Wherever "DemoArgs" appears in the records below, copy the line that holds it.

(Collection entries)

=-=-=-=-=

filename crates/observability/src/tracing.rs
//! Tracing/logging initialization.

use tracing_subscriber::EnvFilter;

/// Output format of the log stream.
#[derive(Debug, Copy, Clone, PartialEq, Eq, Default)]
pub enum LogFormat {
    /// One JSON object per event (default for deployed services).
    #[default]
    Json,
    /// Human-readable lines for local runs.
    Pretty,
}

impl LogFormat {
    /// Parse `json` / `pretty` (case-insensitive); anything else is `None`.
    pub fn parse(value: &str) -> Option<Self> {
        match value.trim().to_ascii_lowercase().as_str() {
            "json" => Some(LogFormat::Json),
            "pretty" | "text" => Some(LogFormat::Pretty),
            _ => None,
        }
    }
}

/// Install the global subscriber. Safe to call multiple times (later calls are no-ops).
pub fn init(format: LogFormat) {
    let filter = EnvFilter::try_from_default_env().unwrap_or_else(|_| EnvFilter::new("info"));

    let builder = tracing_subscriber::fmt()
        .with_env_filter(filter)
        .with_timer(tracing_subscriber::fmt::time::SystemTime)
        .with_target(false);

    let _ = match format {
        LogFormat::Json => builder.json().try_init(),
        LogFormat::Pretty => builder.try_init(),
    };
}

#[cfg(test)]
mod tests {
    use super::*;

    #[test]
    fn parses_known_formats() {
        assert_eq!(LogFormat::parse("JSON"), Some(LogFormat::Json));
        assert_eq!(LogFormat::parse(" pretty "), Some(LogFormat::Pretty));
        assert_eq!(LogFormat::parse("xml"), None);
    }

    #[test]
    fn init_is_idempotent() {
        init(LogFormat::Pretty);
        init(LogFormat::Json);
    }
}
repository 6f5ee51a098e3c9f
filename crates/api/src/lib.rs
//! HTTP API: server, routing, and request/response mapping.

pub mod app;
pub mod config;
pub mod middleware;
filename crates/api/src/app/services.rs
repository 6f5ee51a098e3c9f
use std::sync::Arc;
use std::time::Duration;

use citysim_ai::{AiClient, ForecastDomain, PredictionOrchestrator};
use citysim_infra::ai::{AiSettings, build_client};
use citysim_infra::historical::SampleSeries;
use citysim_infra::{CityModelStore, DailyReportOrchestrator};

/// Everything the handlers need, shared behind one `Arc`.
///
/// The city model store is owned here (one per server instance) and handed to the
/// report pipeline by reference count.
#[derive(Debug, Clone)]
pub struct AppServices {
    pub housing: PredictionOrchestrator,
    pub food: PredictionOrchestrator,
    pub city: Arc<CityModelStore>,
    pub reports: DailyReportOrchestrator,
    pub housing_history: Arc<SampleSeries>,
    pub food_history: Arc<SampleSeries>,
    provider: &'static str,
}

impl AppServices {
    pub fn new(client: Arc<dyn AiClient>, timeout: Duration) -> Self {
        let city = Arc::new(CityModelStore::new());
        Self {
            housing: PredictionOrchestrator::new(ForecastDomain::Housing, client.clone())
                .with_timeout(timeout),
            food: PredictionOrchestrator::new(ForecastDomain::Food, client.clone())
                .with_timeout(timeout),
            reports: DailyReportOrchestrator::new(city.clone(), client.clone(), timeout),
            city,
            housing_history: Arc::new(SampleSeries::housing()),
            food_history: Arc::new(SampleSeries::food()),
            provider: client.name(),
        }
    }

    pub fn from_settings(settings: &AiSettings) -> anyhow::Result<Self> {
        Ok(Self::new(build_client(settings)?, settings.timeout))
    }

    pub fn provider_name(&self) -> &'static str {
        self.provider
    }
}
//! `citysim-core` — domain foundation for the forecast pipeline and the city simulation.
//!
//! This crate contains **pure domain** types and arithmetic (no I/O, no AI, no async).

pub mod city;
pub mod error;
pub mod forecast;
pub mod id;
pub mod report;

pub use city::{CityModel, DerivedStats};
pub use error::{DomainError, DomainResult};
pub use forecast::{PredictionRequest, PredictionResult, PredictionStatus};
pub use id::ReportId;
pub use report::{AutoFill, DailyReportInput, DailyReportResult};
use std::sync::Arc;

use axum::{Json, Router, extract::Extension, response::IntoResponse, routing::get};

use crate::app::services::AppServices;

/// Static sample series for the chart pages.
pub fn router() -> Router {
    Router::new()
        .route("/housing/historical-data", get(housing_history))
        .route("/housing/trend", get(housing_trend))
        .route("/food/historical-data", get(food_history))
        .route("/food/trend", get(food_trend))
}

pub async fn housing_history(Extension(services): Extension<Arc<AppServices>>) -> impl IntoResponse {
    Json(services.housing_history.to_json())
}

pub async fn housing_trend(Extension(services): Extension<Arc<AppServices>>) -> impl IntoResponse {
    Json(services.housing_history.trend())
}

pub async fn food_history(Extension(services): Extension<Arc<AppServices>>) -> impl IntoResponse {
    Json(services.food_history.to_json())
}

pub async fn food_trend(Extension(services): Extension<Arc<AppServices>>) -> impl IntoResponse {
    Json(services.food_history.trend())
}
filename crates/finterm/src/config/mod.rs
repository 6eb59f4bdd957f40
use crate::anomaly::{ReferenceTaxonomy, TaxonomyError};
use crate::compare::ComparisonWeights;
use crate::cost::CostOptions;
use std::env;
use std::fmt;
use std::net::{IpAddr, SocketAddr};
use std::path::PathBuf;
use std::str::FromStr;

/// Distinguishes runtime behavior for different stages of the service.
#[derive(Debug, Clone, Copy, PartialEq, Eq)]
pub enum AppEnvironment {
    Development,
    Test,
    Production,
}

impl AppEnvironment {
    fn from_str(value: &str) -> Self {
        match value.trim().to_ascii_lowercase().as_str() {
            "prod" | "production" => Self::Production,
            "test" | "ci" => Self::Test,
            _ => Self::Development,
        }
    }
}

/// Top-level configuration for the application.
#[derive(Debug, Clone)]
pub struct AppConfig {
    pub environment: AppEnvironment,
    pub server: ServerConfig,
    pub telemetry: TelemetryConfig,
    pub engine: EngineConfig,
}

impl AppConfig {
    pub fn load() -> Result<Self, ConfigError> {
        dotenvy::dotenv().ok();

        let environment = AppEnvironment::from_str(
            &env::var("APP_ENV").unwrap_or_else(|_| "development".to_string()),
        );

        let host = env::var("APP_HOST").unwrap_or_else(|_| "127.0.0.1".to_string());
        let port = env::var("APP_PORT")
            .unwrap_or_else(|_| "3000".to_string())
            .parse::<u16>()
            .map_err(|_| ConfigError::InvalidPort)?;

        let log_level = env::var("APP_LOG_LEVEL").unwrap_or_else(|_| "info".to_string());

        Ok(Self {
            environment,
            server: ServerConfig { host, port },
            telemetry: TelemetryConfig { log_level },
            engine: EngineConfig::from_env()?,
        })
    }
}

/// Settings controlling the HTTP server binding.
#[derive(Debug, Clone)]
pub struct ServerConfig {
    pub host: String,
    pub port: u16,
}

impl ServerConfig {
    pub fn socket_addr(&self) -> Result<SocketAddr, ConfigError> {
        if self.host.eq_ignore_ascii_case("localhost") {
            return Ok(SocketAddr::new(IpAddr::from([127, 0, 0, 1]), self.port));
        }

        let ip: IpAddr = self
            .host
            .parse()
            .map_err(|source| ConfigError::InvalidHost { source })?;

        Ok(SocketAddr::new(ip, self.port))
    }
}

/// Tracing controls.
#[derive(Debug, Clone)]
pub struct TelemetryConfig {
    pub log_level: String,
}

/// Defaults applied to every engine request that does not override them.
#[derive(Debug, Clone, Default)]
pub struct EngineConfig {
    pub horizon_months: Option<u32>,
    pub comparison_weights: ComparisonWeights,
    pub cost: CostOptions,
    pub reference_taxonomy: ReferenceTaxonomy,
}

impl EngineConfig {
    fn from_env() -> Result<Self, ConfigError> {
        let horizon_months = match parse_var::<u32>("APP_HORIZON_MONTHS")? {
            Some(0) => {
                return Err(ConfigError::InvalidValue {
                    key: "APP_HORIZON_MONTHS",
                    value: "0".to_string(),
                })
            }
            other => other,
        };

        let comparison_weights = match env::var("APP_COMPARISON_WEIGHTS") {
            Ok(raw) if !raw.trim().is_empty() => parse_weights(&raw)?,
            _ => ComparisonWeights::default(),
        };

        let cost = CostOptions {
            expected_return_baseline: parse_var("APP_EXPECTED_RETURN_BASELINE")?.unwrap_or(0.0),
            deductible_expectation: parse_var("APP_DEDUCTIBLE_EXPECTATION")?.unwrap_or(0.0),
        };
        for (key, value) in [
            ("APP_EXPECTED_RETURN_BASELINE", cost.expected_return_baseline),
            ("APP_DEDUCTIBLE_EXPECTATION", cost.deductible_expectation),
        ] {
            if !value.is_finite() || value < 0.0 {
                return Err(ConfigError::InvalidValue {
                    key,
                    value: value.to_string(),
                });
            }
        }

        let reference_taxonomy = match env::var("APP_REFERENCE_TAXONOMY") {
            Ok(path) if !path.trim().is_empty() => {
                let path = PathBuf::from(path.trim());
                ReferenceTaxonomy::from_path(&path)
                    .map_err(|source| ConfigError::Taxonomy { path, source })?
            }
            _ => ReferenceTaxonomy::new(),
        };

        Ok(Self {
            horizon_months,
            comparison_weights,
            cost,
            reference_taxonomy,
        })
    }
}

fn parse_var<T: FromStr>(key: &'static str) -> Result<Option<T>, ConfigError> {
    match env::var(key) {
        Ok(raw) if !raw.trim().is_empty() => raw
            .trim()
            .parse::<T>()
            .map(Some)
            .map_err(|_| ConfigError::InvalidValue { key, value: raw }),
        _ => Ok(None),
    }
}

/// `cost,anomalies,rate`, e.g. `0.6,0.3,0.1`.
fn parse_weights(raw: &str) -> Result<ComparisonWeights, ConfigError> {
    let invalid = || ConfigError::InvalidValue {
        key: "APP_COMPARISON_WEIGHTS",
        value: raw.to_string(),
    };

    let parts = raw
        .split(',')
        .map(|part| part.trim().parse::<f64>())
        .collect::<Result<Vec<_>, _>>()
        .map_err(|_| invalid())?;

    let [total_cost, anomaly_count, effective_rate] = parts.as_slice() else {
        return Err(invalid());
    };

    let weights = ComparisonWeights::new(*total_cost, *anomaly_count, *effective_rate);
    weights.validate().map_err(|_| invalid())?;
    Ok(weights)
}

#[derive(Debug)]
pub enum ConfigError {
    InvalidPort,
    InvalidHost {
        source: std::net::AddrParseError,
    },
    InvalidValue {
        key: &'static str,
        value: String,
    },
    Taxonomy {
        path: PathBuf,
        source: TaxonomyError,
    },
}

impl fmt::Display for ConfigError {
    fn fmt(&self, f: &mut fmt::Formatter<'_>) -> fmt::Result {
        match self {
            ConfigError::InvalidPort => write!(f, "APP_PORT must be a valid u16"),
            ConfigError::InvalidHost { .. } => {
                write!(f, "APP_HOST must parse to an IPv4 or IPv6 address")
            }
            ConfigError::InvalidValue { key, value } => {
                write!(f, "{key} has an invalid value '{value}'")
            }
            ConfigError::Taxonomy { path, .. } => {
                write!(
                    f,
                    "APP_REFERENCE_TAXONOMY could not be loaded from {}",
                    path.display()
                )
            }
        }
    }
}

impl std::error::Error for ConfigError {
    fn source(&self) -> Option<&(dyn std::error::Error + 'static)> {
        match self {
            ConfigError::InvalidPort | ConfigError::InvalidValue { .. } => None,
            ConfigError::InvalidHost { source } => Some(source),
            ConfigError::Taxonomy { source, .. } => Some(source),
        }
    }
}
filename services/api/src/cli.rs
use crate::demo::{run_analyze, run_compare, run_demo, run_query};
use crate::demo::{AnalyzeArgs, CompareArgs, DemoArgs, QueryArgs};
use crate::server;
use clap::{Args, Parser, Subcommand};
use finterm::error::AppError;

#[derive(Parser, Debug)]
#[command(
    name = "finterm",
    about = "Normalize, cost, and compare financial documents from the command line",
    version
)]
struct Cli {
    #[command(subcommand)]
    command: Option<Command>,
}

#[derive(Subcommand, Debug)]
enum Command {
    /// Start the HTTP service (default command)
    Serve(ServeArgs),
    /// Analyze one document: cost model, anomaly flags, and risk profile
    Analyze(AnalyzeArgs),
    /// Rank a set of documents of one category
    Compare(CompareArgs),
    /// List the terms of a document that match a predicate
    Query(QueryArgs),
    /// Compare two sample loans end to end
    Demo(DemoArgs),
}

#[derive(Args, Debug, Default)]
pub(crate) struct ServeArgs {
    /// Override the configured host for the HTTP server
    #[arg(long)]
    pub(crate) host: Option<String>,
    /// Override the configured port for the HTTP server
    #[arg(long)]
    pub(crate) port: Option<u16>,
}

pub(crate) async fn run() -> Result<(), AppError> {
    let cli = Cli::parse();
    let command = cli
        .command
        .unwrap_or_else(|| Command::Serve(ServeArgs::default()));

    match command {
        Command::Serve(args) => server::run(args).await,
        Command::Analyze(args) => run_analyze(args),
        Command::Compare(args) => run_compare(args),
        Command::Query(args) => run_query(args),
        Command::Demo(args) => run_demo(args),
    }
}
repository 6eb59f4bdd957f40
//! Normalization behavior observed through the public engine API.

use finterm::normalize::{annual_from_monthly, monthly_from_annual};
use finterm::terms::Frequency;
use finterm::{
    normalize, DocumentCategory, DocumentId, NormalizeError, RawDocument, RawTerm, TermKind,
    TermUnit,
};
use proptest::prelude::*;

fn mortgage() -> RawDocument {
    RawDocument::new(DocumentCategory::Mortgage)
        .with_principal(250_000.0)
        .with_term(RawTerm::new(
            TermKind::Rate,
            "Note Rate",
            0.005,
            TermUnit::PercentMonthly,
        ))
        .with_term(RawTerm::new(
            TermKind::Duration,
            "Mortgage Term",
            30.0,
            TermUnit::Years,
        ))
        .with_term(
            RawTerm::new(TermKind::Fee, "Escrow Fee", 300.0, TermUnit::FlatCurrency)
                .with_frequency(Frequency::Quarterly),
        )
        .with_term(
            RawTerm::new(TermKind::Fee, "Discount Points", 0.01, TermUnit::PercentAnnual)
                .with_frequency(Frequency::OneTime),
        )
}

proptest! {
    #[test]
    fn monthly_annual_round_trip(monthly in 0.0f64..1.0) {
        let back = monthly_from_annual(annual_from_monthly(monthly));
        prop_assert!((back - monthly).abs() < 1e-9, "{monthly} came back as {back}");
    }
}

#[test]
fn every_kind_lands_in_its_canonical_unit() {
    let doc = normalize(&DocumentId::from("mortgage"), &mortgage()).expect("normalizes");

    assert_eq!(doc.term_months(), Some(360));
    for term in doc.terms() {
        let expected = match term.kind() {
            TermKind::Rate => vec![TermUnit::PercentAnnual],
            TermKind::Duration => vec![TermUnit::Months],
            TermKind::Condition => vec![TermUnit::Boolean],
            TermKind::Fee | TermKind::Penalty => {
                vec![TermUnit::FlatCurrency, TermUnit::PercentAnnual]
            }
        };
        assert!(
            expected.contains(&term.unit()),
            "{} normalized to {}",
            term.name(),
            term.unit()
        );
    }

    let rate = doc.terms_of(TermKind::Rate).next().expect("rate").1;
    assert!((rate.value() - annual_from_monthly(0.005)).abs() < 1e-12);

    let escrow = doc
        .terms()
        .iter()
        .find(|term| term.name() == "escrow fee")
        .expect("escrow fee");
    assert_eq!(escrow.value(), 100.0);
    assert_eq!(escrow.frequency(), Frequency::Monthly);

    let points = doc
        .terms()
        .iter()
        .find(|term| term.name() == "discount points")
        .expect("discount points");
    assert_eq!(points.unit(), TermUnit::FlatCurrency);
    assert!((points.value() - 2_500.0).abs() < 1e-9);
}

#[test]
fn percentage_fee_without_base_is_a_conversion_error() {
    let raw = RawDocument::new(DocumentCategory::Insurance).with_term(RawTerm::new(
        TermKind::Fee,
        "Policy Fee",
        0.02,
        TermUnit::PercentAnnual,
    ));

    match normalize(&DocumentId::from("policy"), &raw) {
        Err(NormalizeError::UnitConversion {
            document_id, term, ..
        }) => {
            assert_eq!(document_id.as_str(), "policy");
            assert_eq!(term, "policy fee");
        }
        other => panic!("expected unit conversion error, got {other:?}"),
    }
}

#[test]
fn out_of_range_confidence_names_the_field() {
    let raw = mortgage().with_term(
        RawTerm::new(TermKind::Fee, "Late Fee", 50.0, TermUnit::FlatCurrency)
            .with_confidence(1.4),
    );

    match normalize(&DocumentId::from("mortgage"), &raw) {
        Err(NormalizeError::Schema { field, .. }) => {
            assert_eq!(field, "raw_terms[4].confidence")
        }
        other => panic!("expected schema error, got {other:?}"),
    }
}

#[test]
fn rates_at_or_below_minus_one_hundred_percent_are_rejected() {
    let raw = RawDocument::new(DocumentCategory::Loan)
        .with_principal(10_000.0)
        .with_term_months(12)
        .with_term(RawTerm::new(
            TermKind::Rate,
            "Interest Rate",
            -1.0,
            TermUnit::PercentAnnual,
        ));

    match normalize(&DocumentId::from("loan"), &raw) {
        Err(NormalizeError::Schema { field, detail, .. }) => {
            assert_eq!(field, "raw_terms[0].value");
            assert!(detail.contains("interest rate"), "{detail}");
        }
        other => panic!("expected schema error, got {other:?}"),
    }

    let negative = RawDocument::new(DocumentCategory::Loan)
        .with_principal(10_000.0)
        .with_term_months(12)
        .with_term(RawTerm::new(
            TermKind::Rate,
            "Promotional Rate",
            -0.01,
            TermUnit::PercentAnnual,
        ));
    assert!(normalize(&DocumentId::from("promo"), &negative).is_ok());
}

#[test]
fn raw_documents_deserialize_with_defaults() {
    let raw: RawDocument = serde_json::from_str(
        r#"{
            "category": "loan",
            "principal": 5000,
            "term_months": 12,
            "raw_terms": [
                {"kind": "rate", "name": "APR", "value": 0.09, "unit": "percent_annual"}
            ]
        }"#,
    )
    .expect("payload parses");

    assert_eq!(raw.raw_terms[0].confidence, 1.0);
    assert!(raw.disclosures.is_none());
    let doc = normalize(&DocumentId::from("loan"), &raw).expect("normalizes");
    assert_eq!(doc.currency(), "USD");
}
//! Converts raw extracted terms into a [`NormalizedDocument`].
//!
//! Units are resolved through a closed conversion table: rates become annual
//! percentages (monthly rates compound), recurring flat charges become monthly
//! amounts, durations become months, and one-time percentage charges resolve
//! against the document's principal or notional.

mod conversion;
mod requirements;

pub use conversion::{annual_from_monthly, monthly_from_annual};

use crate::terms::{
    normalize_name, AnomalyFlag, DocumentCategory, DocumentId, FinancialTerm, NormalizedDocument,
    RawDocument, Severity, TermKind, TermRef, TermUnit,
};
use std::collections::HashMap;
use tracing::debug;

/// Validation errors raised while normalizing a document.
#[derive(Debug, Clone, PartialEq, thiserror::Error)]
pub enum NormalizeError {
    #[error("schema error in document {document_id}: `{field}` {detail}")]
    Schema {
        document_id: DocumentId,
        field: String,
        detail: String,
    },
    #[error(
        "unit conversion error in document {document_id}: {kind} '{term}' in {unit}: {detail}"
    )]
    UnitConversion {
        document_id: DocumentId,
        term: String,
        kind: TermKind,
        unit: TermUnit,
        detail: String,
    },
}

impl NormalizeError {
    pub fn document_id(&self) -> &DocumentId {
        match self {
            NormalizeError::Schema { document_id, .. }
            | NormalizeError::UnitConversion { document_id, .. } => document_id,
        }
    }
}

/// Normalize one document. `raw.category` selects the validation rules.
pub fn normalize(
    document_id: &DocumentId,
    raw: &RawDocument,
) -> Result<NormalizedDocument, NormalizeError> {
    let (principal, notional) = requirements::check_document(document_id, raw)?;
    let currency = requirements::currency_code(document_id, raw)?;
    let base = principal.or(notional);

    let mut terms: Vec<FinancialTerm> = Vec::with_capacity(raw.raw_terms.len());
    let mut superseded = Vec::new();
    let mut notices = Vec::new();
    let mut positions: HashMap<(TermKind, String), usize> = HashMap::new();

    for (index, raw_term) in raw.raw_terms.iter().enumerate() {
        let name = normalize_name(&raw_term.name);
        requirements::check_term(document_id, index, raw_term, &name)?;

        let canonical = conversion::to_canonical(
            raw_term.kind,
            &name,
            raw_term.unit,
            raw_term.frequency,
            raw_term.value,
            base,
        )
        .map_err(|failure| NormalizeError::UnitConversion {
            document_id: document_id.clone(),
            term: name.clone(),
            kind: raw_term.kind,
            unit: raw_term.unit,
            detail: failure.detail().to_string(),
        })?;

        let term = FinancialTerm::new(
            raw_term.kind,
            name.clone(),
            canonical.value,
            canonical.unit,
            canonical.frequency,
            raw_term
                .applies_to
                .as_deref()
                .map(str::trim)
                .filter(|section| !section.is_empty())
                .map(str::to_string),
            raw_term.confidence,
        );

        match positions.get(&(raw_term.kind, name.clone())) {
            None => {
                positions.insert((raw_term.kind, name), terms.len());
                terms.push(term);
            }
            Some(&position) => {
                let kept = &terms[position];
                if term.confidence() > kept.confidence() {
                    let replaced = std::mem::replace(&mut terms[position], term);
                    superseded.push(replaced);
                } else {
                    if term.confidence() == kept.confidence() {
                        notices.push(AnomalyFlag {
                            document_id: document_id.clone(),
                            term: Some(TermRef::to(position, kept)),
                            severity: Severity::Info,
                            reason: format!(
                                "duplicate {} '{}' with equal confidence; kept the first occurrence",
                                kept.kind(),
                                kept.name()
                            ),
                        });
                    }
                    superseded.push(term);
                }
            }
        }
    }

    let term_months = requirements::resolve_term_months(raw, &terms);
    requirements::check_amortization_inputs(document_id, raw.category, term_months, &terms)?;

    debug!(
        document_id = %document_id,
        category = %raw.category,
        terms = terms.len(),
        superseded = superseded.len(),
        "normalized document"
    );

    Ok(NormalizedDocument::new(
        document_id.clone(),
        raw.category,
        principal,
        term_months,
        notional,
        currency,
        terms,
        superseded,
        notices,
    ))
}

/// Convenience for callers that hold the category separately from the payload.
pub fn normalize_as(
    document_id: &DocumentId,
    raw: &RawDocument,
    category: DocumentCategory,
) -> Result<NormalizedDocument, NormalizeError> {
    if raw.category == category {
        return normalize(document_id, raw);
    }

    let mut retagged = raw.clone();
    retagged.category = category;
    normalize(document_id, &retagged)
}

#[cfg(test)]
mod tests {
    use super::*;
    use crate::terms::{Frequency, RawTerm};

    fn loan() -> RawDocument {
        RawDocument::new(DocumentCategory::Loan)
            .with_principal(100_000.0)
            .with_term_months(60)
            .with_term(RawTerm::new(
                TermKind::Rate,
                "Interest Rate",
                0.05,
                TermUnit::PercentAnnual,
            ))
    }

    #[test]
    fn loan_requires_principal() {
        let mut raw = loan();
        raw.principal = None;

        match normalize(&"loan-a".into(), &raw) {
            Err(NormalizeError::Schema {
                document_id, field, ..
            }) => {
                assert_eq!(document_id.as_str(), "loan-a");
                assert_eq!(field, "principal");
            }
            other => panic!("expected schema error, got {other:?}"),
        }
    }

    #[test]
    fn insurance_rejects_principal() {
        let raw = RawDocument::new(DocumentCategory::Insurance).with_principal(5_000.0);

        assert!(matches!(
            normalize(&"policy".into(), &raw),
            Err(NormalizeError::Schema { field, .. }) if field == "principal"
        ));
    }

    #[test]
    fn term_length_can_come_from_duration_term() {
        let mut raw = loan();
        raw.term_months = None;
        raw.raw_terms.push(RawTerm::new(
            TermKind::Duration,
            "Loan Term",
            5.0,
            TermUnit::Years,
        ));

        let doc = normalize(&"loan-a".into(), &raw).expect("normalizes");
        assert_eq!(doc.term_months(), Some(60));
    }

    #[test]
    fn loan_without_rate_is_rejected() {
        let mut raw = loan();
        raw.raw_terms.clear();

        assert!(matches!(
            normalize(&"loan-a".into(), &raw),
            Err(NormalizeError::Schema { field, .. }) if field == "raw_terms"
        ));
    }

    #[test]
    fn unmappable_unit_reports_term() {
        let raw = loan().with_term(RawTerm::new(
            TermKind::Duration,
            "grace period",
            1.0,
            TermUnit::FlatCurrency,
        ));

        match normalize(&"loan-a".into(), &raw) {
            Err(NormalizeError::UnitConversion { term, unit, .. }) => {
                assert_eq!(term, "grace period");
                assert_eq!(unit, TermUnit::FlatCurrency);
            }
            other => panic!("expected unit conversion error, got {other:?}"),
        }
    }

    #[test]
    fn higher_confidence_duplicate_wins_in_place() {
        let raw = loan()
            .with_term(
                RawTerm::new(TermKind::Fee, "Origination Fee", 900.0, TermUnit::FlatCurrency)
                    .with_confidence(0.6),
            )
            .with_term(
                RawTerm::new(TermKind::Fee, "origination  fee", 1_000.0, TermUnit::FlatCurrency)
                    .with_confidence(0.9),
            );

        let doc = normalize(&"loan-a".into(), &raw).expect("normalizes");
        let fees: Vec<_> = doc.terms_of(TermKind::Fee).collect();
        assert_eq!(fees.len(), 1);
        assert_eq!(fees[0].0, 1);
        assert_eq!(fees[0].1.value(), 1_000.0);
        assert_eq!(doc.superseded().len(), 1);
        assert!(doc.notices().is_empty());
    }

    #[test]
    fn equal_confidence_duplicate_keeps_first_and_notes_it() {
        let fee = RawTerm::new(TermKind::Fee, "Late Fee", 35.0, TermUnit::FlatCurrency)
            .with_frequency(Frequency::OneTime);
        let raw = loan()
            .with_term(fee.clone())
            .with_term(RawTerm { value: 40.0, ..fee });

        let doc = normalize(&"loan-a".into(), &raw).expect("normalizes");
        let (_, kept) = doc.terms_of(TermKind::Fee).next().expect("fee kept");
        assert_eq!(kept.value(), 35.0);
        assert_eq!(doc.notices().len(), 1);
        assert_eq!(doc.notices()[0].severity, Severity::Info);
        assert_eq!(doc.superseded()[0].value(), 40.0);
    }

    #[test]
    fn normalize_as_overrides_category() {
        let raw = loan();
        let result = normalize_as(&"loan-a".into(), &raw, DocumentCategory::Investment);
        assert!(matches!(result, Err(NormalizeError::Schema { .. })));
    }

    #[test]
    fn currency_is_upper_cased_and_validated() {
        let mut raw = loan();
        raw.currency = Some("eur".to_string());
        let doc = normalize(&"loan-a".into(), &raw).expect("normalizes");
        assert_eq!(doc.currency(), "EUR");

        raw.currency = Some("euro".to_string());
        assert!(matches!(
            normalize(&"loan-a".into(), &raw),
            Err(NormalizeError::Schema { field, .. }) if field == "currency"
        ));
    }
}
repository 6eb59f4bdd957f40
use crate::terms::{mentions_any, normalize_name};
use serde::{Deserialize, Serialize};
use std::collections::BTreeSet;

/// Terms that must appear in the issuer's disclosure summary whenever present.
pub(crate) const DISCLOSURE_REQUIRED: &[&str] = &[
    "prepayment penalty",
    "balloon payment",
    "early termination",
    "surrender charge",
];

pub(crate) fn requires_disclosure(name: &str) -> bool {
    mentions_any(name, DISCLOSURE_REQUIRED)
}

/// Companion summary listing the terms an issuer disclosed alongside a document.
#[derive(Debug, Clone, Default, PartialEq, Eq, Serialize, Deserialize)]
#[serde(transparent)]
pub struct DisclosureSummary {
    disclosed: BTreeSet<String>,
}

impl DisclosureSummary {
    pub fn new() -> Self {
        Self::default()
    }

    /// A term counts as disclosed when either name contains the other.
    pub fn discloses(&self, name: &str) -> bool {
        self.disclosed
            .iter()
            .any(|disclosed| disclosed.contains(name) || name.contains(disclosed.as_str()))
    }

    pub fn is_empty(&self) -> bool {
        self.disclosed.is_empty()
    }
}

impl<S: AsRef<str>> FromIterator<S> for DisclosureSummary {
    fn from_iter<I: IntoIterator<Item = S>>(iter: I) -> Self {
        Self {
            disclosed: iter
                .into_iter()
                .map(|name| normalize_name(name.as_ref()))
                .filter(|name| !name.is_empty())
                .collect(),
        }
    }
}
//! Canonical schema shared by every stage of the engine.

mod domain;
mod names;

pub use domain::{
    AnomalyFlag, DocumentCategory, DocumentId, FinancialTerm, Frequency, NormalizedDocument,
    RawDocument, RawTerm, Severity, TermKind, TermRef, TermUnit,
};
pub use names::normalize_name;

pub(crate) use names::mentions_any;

=-=-=-=-=

(Problem solution):
use crate::demo::{AnalyzeArgs, CompareArgs, DemoArgs, QueryArgs};
    Demo(DemoArgs),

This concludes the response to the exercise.